_WHAT TO DO_: Take each line of the data that contains the string "pattern" and copy it.

-- PROVIDED DATA follows --

//! Batch command for multiple OCR results of one document type.

use std::fs;
use std::path::{Path, PathBuf};
use std::time::Instant;

use clap::Args;
use console::style;
use glob::glob;
use indicatif::{ProgressBar, ProgressStyle};
use tracing::{debug, error, warn};

use docfield_core::{DocType, DocumentExtractor, DocumentParser, ProcessResponse};

use super::{
    csv_header, csv_row, format_response, load_config, parse_doc_type, read_ocr_text,
    OutputFormat,
};

/// Arguments for the batch command.
#[derive(Args)]
pub struct BatchArgs {
    /// Input glob pattern
    #[arg(required = true)]
    input: String,

    /// Document type shared by every input
    #[arg(short = 't', long, value_parser = parse_doc_type)]
    doc_type: DocType,

    /// Output directory
    #[arg(short, long)]
    output_dir: Option<PathBuf>,

    /// Output format for each file
    #[arg(short, long, value_enum, default_value = "json")]
    format: OutputFormat,

    /// Also generate a summary CSV
    #[arg(long)]
    summary: bool,

    /// Continue on error
    #[arg(long)]
    continue_on_error: bool,
}

/// Result of processing a single file.
struct FileResult {
    path: PathBuf,
    response: Option<ProcessResponse>,
    error: Option<String>,
    processing_time_ms: u64,
}

pub async fn run(args: BatchArgs, config_path: Option<&str>) -> anyhow::Result<()> {
    let start = Instant::now();
    let config = load_config(config_path)?;

    let files: Vec<PathBuf> = glob(&args.input)?
        .filter_map(|r| r.ok())
        .filter(|p| {
            let ext = p.extension().and_then(|e| e.to_str()).unwrap_or("");
            matches!(ext.to_lowercase().as_str(), "txt" | "md" | "json")
        })
        .collect();

    if files.is_empty() {
        anyhow::bail!("No matching files found for pattern: {}", args.input);
    }

    println!(
        "{} Found {} files to process",
        style("ℹ").blue(),
        files.len()
    );

    if let Some(ref output_dir) = args.output_dir {
        fs::create_dir_all(output_dir)?;
    }

    let pb = ProgressBar::new(files.len() as u64);
    pb.set_style(
        ProgressStyle::default_bar()
            .template("{spinner:.green} [{elapsed_precise}] [{bar:40.cyan/blue}] {pos}/{len} files")?
            .progress_chars("=>-"),
    );

    let parser = DocumentExtractor::new().with_config(config.extraction.clone());
    let mut results = Vec::with_capacity(files.len());

    for path in files {
        let file_start = Instant::now();
        let outcome = read_ocr_text(&path, &config.ocr)
            .map(|text| parser.parse(args.doc_type, &text).to_response(&config.output));
        let processing_time_ms = file_start.elapsed().as_millis() as u64;

        match outcome {
            Ok(response) => results.push(FileResult {
                path,
                response: Some(response),
                error: None,
                processing_time_ms,
            }),
            Err(e) => {
                let error_msg = e.to_string();
                if args.continue_on_error {
                    warn!("Failed to process {}: {}", path.display(), error_msg);
                    results.push(FileResult {
                        path,
                        response: None,
                        error: Some(error_msg),
                        processing_time_ms,
                    });
                } else {
                    error!("Failed to process {}: {}", path.display(), error_msg);
                    anyhow::bail!("Processing failed: {}", error_msg);
                }
            }
        }

        pb.inc(1);
    }

    pb.finish_with_message("Complete");

    if let Some(output_dir) = &args.output_dir {
        for result in &results {
            if let Some(response) = &result.response {
                let output_name = result
                    .path
                    .file_stem()
                    .and_then(|s| s.to_str())
                    .unwrap_or("document");
                let output_path =
                    output_dir.join(format!("{}.{}", output_name, args.format.extension()));
                fs::write(&output_path, format_response(response, args.format, &config.output)?)?;
                debug!("Wrote output to {}", output_path.display());
            }
        }
    }

    if args.summary {
        let summary_path = args
            .output_dir
            .as_ref()
            .map(|d| d.join("summary.csv"))
            .unwrap_or_else(|| PathBuf::from("summary.csv"));

        write_summary(&summary_path, &results)?;
        println!(
            "{} Summary written to {}",
            style("✓").green(),
            summary_path.display()
        );
    }

    let successful = results.iter().filter(|r| r.response.is_some()).count();
    let failed: Vec<_> = results.iter().filter(|r| r.error.is_some()).collect();

    println!();
    println!(
        "{} Processed {} files in {:?}",
        style("✓").green(),
        results.len(),
        start.elapsed()
    );
    println!(
        "   {} successful, {} failed",
        style(successful).green(),
        style(failed.len()).red()
    );

    if !failed.is_empty() {
        println!();
        println!("{}", style("Failed files:").red());
        for result in &failed {
            println!(
                "  - {}: {}",
                result.path.display(),
                result.error.as_deref().unwrap_or("unknown error")
            );
        }
    }

    Ok(())
}

fn write_summary(path: &Path, results: &[FileResult]) -> anyhow::Result<()> {
    let mut wtr = csv::Writer::from_path(path)?;

    // All rows share one doc type, so any response gives the payload columns.
    let payload_header = results
        .iter()
        .find_map(|r| r.response.as_ref())
        .map(csv_header)
        .unwrap_or_default();

    let mut header = vec![
        "filename".to_string(),
        "status".to_string(),
        "processing_time_ms".to_string(),
        "error".to_string(),
    ];
    header.extend(payload_header.iter().cloned());
    wtr.write_record(&header)?;

    for result in results {
        let filename = result
            .path
            .file_name()
            .and_then(|s| s.to_str())
            .unwrap_or("");

        let mut row = vec![
            filename.to_string(),
            (if result.response.is_some() { "success" } else { "error" }).to_string(),
            result.processing_time_ms.to_string(),
            result.error.clone().unwrap_or_default(),
        ];
        match &result.response {
            Some(response) => row.extend(csv_row(response)),
            None => row.extend(payload_header.iter().map(|_| String::new())),
        }
        wtr.write_record(&row)?;
    }

    wtr.flush()?;
    Ok(())
}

-- PROVIDED DATA concluded --

_TASK OUTPUT_:
    /// Input glob pattern
        anyhow::bail!("No matching files found for pattern: {}", args.input);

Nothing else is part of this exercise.